When they moved in in September, Salgado noticed people leaving Winneker's home with takeout containers and inspiration struck. She and Hernandez planned to someday own a food truck or trailer to peddle pizzas. The pandemic slowdown seemed like a good time to test their concept and earn "extra income to be able to help our family out.”
For foods other than cottage foods, Arizona requires that you get a license from a county environmental health department and cook in a licensed commercial kitchen. For Salgado, renting one wouldn't be worthwhile unless they consistently sold 50 pizzas.
“I have to do my research and find kitchens close to us that would be willing to rent us a kitchen the morning of to do the prepping,” she said.
Both Winneker and Salgado say they have food managers/handlers cards and are fastidious about cleanliness. They have refrigerators dedicated to their food businesses, and they wear masks and gloves.
Like Salgado's family, Thao Nguyen was selling pizzas out of her backyard, in Yucca Valley, California, after her home goods store closed. After three months, her small pizza operation was shut down last summer by San Bernardino County health officials.
“They got a formal complaint from somebody and they came up for a visit and they looked on social media for evidence to build a case against me,” said Nguyen, who has since started cooking for pop-ups out of a kitchen at the local community college.
It was frustrating, Nguyen said, because a 2018 California law allows home kitchens to be used for a “microenterprise” — which involves one full-time employee and gross yearly sales that don't exceed $50,000. But it's up to each county to implement it.

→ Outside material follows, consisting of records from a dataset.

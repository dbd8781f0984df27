//! Loop regions (vamps)
//!
//! A region is a pair of loop points on the track timeline plus the fade
//! widths used when building and leaving its loop. Loop points are stored in
//! ticks so a saved region reloads bit-identically.

use crate::audio::Track;
use crate::error::{Error, Result};
use serde::{Deserialize, Serialize};
use uuid::Uuid;
use vamp_common::config::EngineConfig;
use vamp_common::events::RegionInfo;
use vamp_common::timing::{format_ticks, ms_to_samples, snap_to_frame, ticks_to_samples};

/// A named loop region
#[derive(Debug, Clone, PartialEq, Eq, Serialize, Deserialize)]
pub struct LoopRegion {
    pub id: Uuid,
    pub name: String,
    /// First frame of the loop (ticks, inclusive)
    pub loop_in: i64,
    /// End of the loop (ticks, exclusive)
    pub loop_out: i64,
    /// Seam crossfade width
    pub crossfade_ms: u32,
    /// Fade-in when the loop takes over from the transport
    pub entry_fade_ms: u32,
    /// Fade used by the fade-out exit style
    pub exit_fade_ms: u32,
    /// Inactive regions are kept but never engage
    pub active: bool,
    #[serde(default)]
    pub overrides: RegionOverrides,
}

/// Per-region replacements for process-wide exit settings
#[derive(Debug, Clone, Copy, Default, PartialEq, Eq, Serialize, Deserialize)]
pub struct RegionOverrides {
    #[serde(default, skip_serializing_if = "Option::is_none")]
    pub exit_patch_duration_ms: Option<u32>,
    #[serde(default, skip_serializing_if = "Option::is_none")]
    pub transport_resume_offset_ms: Option<u32>,
}

/// Exit settings after applying region overrides
#[derive(Debug, Clone, Copy, PartialEq, Eq)]
pub struct ExitSettings {
    pub patch_duration_ms: u32,
    pub patch_fade_out_ms: u32,
    pub resume_offset_ms: u32,
}

/// Region geometry in frames for one track
#[derive(Debug, Clone, Copy, PartialEq, Eq)]
pub struct RegionFrames {
    /// First frame of the loop
    pub start: usize,
    /// One past the last frame of the loop
    pub end: usize,
    /// Seam crossfade width
    pub crossfade: usize,
}

impl RegionFrames {
    pub fn len(&self) -> usize {
        self.end - self.start
    }

    pub fn is_empty(&self) -> bool {
        self.end == self.start
    }
}

impl LoopRegion {
    /// New active region with fade widths taken from the configuration
    pub fn new(name: impl Into<String>, loop_in: i64, loop_out: i64, config: &EngineConfig) -> Self {
        Self {
            id: Uuid::new_v4(),
            name: name.into(),
            loop_in,
            loop_out,
            crossfade_ms: config.crossfade_ms,
            entry_fade_ms: config.entry_fade_ms,
            exit_fade_ms: config.exit_fade_ms,
            active: true,
            overrides: RegionOverrides::default(),
        }
    }

    pub fn duration_ticks(&self) -> i64 {
        self.loop_out - self.loop_in
    }

    /// True when `ticks` lies in `[loop_in, loop_out)`
    pub fn contains(&self, ticks: i64) -> bool {
        ticks >= self.loop_in && ticks < self.loop_out
    }

    /// Move both loop points onto frame boundaries of `sample_rate`
    pub fn snap_to_frames(&mut self, sample_rate: u32) {
        self.loop_in = snap_to_frame(self.loop_in, sample_rate);
        self.loop_out = snap_to_frame(self.loop_out, sample_rate);
    }

    /// Check the loop points as given, before any snapping
    ///
    /// Snapping clamps negative ticks to frame 0, so this must run first for
    /// a negative loop in to be reported rather than silently moved.
    pub fn check_points(&self) -> Result<()> {
        if self.loop_in < 0 {
            return Err(Error::InvalidRegion(format!(
                "loop in {} is before the track start",
                self.loop_in
            )));
        }
        if self.loop_in >= self.loop_out {
            return Err(Error::InvalidRegion(format!(
                "loop in {} must precede loop out {}",
                format_ticks(self.loop_in),
                format_ticks(self.loop_out)
            )));
        }
        Ok(())
    }

    /// Check the raw points, snap them to `track` frames and validate
    pub fn fit_to(&mut self, track: &Track, config: &EngineConfig) -> Result<()> {
        self.check_points()?;
        self.snap_to_frames(track.sample_rate());
        self.validate(track, config)
    }

    /// Resolve the region against a track
    ///
    /// # Errors
    /// - `InvalidRegion`: negative or inverted loop points, a region shorter
    ///   than `min_loop_duration_ms`, or a crossfade at least as long as
    ///   the region
    /// - `InsufficientSamples`: loop out beyond the decoded audio
    pub fn frames(&self, track: &Track, min_loop_duration_ms: u32) -> Result<RegionFrames> {
        self.check_points()?;

        let rate = track.sample_rate();
        let start = ticks_to_samples(self.loop_in, rate);
        let end = ticks_to_samples(self.loop_out, rate);
        if end > track.frames() {
            return Err(Error::InsufficientSamples {
                needed: end,
                available: track.frames(),
            });
        }

        let len = end - start;
        let min_frames = ms_to_samples(min_loop_duration_ms, rate).max(1);
        if len < min_frames {
            return Err(Error::InvalidRegion(format!(
                "loop of {} frames is shorter than the {} ms minimum",
                len, min_loop_duration_ms
            )));
        }

        let crossfade = ms_to_samples(self.crossfade_ms, rate);
        if crossfade >= len {
            return Err(Error::InvalidRegion(format!(
                "crossfade of {} ms does not fit in a {} frame loop",
                self.crossfade_ms, len
            )));
        }

        Ok(RegionFrames {
            start,
            end,
            crossfade,
        })
    }

    /// Validate the region against a track and configuration
    pub fn validate(&self, track: &Track, config: &EngineConfig) -> Result<()> {
        self.frames(track, config.min_loop_duration_ms).map(|_| ())
    }

    /// Exit settings with this region's overrides applied
    pub fn exit_settings(&self, config: &EngineConfig) -> ExitSettings {
        let patch_duration_ms = self
            .overrides
            .exit_patch_duration_ms
            .unwrap_or(config.exit_patch_duration_ms);

        ExitSettings {
            patch_duration_ms,
            patch_fade_out_ms: config.exit_patch_fade_out_ms.min(patch_duration_ms),
            resume_offset_ms: self
                .overrides
                .transport_resume_offset_ms
                .unwrap_or(config.transport_resume_offset_ms),
        }
    }

    /// Snapshot for `loop_points_changed`
    pub fn info(&self, version: u64) -> RegionInfo {
        RegionInfo {
            id: self.id,
            name: self.name.clone(),
            loop_in_ticks: self.loop_in,
            loop_out_ticks: self.loop_out,
            crossfade_ms: self.crossfade_ms,
            entry_fade_ms: self.entry_fade_ms,
            exit_fade_ms: self.exit_fade_ms,
            version,
        }
    }
}

#[cfg(test)]
mod tests {
    use super::*;
    use vamp_common::timing::seconds_to_ticks;

    fn silent_track(seconds: usize) -> Track {
        Track::new("t", "t.wav", vec![0.0; 44100 * seconds], 44100, 1).unwrap()
    }

    fn region(loop_in: f64, loop_out: f64) -> LoopRegion {
        LoopRegion::new(
            "Vamp",
            seconds_to_ticks(loop_in),
            seconds_to_ticks(loop_out),
            &EngineConfig::default(),
        )
    }

    #[test]
    fn test_valid_region_frames() {
        let track = silent_track(10);
        let frames = region(2.0, 4.0).frames(&track, 500).unwrap();

        assert_eq!(frames.start, 88_200);
        assert_eq!(frames.end, 176_400);
        assert_eq!(frames.len(), 88_200);
        assert_eq!(frames.crossfade, 882);
    }

    #[test]
    fn test_inverted_and_empty_regions_rejected() {
        let track = silent_track(10);
        let config = EngineConfig::default();

        assert!(matches!(
            region(4.0, 2.0).validate(&track, &config),
            Err(Error::InvalidRegion(_))
        ));
        assert!(matches!(
            region(3.0, 3.0).validate(&track, &config),
            Err(Error::InvalidRegion(_))
        ));
    }

    #[test]
    fn test_crossfade_wider_than_region_rejected() {
        let track = silent_track(10);
        let mut r = region(2.0, 2.6);
        r.crossfade_ms = 600;

        assert!(matches!(r.frames(&track, 0), Err(Error::InvalidRegion(_))));

        r.crossfade_ms = 599;
        assert!(r.frames(&track, 0).is_ok());
    }

    #[test]
    fn test_minimum_duration_enforced() {
        let track = silent_track(10);
        let config = EngineConfig::default();

        assert!(region(2.0, 2.4).validate(&track, &config).is_err());
        assert!(region(2.0, 2.5).validate(&track, &config).is_ok());
    }

    #[test]
    fn test_loop_out_past_track_is_insufficient() {
        let track = silent_track(10);
        let err = region(8.0, 12.0).validate(&track, &EngineConfig::default());

        assert!(matches!(
            err,
            Err(Error::InsufficientSamples {
                needed: 529_200,
                available: 441_000
            })
        ));
    }

    #[test]
    fn test_contains_is_half_open() {
        let r = region(60.0, 120.0);

        assert!(r.contains(seconds_to_ticks(60.0)));
        assert!(r.contains(seconds_to_ticks(119.999)));
        assert!(!r.contains(seconds_to_ticks(120.0)));
        assert!(!r.contains(seconds_to_ticks(59.999)));
    }

    #[test]
    fn test_exit_settings_overrides() {
        let config = EngineConfig::default();
        let mut r = region(60.0, 120.0);

        assert_eq!(
            r.exit_settings(&config),
            ExitSettings {
                patch_duration_ms: 250,
                patch_fade_out_ms: 200,
                resume_offset_ms: 30
            }
        );

        r.overrides.exit_patch_duration_ms = Some(100);
        r.overrides.transport_resume_offset_ms = Some(80);
        let settings = r.exit_settings(&config);
        assert_eq!(settings.patch_duration_ms, 100);
        assert_eq!(settings.patch_fade_out_ms, 100);
        assert_eq!(settings.resume_offset_ms, 80);
    }

    #[test]
    fn test_snap_to_frames() {
        let mut r = region(1.0, 2.0);
        r.loop_in += 100;
        r.snap_to_frames(44100);

        assert_eq!(r.loop_in, seconds_to_ticks(1.0));
        assert_eq!(r.loop_out, seconds_to_ticks(2.0));
    }

    #[test]
    fn test_fit_rejects_negative_loop_in_before_snapping() {
        let track = silent_track(10);
        let config = EngineConfig::default();

        let mut r = region(-1.0, 2.0);
        assert!(matches!(r.fit_to(&track, &config), Err(Error::InvalidRegion(_))));
        assert_eq!(r.loop_in, seconds_to_ticks(-1.0));

        // A point inside the first frame is still before the track start
        let mut r = region(0.0, 2.0);
        r.loop_in = -1;
        assert!(matches!(r.fit_to(&track, &config), Err(Error::InvalidRegion(_))));

        let mut r = region(1.0, 2.0);
        r.loop_in += 100;
        r.fit_to(&track, &config).unwrap();
        assert_eq!(r.loop_in, seconds_to_ticks(1.0));
    }
}
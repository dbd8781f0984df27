//! Error types for vamp-engine
//!
//! Region and build errors are returned to the caller that requested the
//! edit; backend and decode failures on the playback path are surfaced as
//! `error_notice` events instead of propagating.

use thiserror::Error;

/// Main error type for vamp-engine
#[derive(Error, Debug)]
pub enum Error {
    /// Loop points or fade widths violate the region invariants
    #[error("Invalid loop region: {0}")]
    InvalidRegion(String),

    /// Loop out lies beyond the decoded audio
    #[error("Insufficient samples: need {needed} frames, track has {available}")]
    InsufficientSamples { needed: usize, available: usize },

    /// No decoder for this container or codec
    #[error("Unsupported audio format: {0}")]
    UnsupportedFormat(String),

    /// Audio decoding errors
    #[error("Audio decode error: {0}")]
    Decode(String),

    /// A playback backend refused to start
    #[error("Backend start failed: {0}")]
    BackendStart(String),

    /// Audio output device errors
    #[error("Audio output error: {0}")]
    AudioOutput(String),

    /// Loop entry requested before the buffer for this region version exists
    #[error("Loop buffer for region version {0} is not ready")]
    BuildNotReady(u64),

    /// Build abandoned because the region or song changed
    #[error("Loop build for region version {0} was cancelled")]
    BuildCancelled(u64),

    /// Operation needs a loaded track
    #[error("No track loaded")]
    NotLoaded,

    /// Saved loop data could not be read or written
    #[error("Persistence error: {0}")]
    Persistence(String),

    /// Position monitor task is gone
    #[error("Position monitor stopped")]
    MonitorStopped,

    /// File I/O error
    #[error("File I/O error: {0}")]
    Io(#[from] std::io::Error),

    /// Error from the shared library (config, serialization)
    #[error(transparent)]
    Common(#[from] vamp_common::Error),
}

/// Convenience Result type using vamp-engine Error
pub type Result<T> = std::result::Result<T, Error>;
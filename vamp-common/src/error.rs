//! Common error types for the vamp workspace

use thiserror::Error;

/// Common result type for shared operations
pub type Result<T> = std::result::Result<T, Error>;

/// Common error types shared by every vamp crate
#[derive(Error, Debug)]
pub enum Error {
    /// I/O operation error (wraps std::io::Error)
    #[error("IO error: {0}")]
    Io(#[from] std::io::Error),

    /// Configuration loading or validation error
    #[error("Configuration error: {0}")]
    Config(String),

    /// JSON (de)serialization error
    #[error("Serialization error: {0}")]
    Serialization(#[from] serde_json::Error),

    /// Requested resource not found
    #[error("Not found: {0}")]
    NotFound(String),

    /// Invalid user input or request parameter
    #[error("Invalid input: {0}")]
    InvalidInput(String),

    /// Internal error
    #[error("Internal error: {0}")]
    Internal(String),
}

impl From<toml::de::Error> for Error {
    fn from(err: toml::de::Error) -> Self {
        Error::Config(format!("Invalid TOML: {}", err))
    }
}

While San Bernardino County isn't on board, neighboring Riverside County is.
“I think this is a really great thing to help people who can’t afford or don’t have the means or lifestyle to really commit to having a brick-and-mortar restaurant,” Nguyen said.
Lee Thomas, a former San Leandro, California, councilman who works for the Oakland Unified School District, had a side business called GrilleeQ, barbecuing food for events at people’s homes. Because of COVID-19, he now cooks in his backyard — against Alameda County rules. He's worried about getting in trouble but wants to draw attention to the issue.
“People are going to do this regardless,” Thomas said. “You might as well legalize it, take the fear away from people... but also create this ecosystem of making sure that food is safe.”
California, Wyoming and North Dakota allow limited sales of higher-risk foods such as meat, according to C.O.O.K. Alliance, an advocacy group lobbying for home cooks. Utah signed off on similar legislation in March.
In New Mexico, the pandemic has spurred new interest in the sale of homemade canned goods. In March, state legislators voted to ease restrictions on the sale of homemade food that can be stored safely without refrigeration. Sellers still have to complete a short training course, label products, and keep the kitchen “free of pets or children” during food preparation.
“We’re working on other states,” said Peter Ruddock, C.O.O.K. Alliance's California policy and implementation director. “We take food safety very seriously. We just think there are many ways to do it and total prohibition — which is what we basically have — isn’t the best way.”
Schaffner, the professor, advised that any legislation include regular health inspections and intensive training just like restaurant chefs would get. “Those two things would be a really good first step,” he said.
Winneker doesn't plan on doing a side hustle from home forever. He isn't ruling out returning to his job, but he wants to get a vendor's license and move to a commercial kitchen. In the meantime, he's prepared if forced to close up taco shop.
“(The pandemic) made me realize if my back’s against the wall, I’ll figure it out,” Winneker said. “Worst case scenario, they're going to tell me to stop. If they tell me to stop, I'll make it legit and start over.”
____ Associated Press writer Morgan Lee in Santa Fe, N.M. contributed to this report.